BEGIN Supplied material
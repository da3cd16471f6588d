//! Tokio-backed debounce timers.

use std::collections::HashMap;
use std::sync::{Mutex, MutexGuard, PoisonError};
use std::time::Duration;

use tokio::sync::mpsc;
use tokio::task::JoinHandle;

use crate::domain::TimerId;
use crate::ports::outbound::TimerPort;

/// Each scheduled timer is a spawned sleep that sends its id on a channel
/// when it elapses. Cancelling aborts the sleep.
///
/// Must be used from within a tokio runtime.
pub struct TokioTimers {
    fired: mpsc::UnboundedSender<TimerId>,
    running: Mutex<HashMap<TimerId, JoinHandle<()>>>,
}

impl TokioTimers {
    /// Timers plus the receiving end for `TooltipService::spawn_timer_loop`.
    pub fn new() -> (Self, mpsc::UnboundedReceiver<TimerId>) {
        let (fired, receiver) = mpsc::unbounded_channel();
        (
            Self {
                fired,
                running: Mutex::new(HashMap::new()),
            },
            receiver,
        )
    }

    fn running(&self) -> MutexGuard<'_, HashMap<TimerId, JoinHandle<()>>> {
        self.running.lock().unwrap_or_else(PoisonError::into_inner)
    }
}

impl TimerPort for TokioTimers {
    fn schedule(&self, id: TimerId, delay: Duration) {
        let fired = self.fired.clone();
        let handle = tokio::spawn(async move {
            tokio::time::sleep(delay).await;
            if fired.send(id).is_err() {
                tracing::debug!(timer = %id, "Timer fired after the receiver closed");
            }
        });

        let mut running = self.running();
        running.retain(|_, handle| !handle.is_finished());
        if let Some(previous) = running.insert(id, handle) {
            previous.abort();
        }
    }

    fn cancel(&self, id: TimerId) {
        if let Some(handle) = self.running().remove(&id) {
            handle.abort();
        }
    }
}

#[cfg(test)]
mod tests {
    use super::*;

    const PATIENCE: Duration = Duration::from_secs(2);

    #[tokio::test]
    async fn fires_after_delay() {
        let (timers, mut fired) = TokioTimers::new();
        let id = TimerId::new();
        timers.schedule(id, Duration::from_millis(20));
        assert!(fired.try_recv().is_err());

        let received = tokio::time::timeout(PATIENCE, fired.recv())
            .await
            .expect("timer fired in time");
        assert_eq!(received, Some(id));
    }

    #[tokio::test]
    async fn cancelled_timer_never_fires() {
        let (timers, mut fired) = TokioTimers::new();
        let cancelled = TimerId::new();
        let kept = TimerId::new();
        timers.schedule(cancelled, Duration::from_millis(5));
        timers.schedule(kept, Duration::from_millis(40));
        timers.cancel(cancelled);

        let received = tokio::time::timeout(PATIENCE, fired.recv())
            .await
            .expect("timer fired in time");
        assert_eq!(received, Some(kept));
        assert!(fired.try_recv().is_err());
    }
}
END Supplied material
Work instructions:
The response should consist of the number of lines in the data that hold the word "TimerPort", with nothing added.

Result of this exercise:
2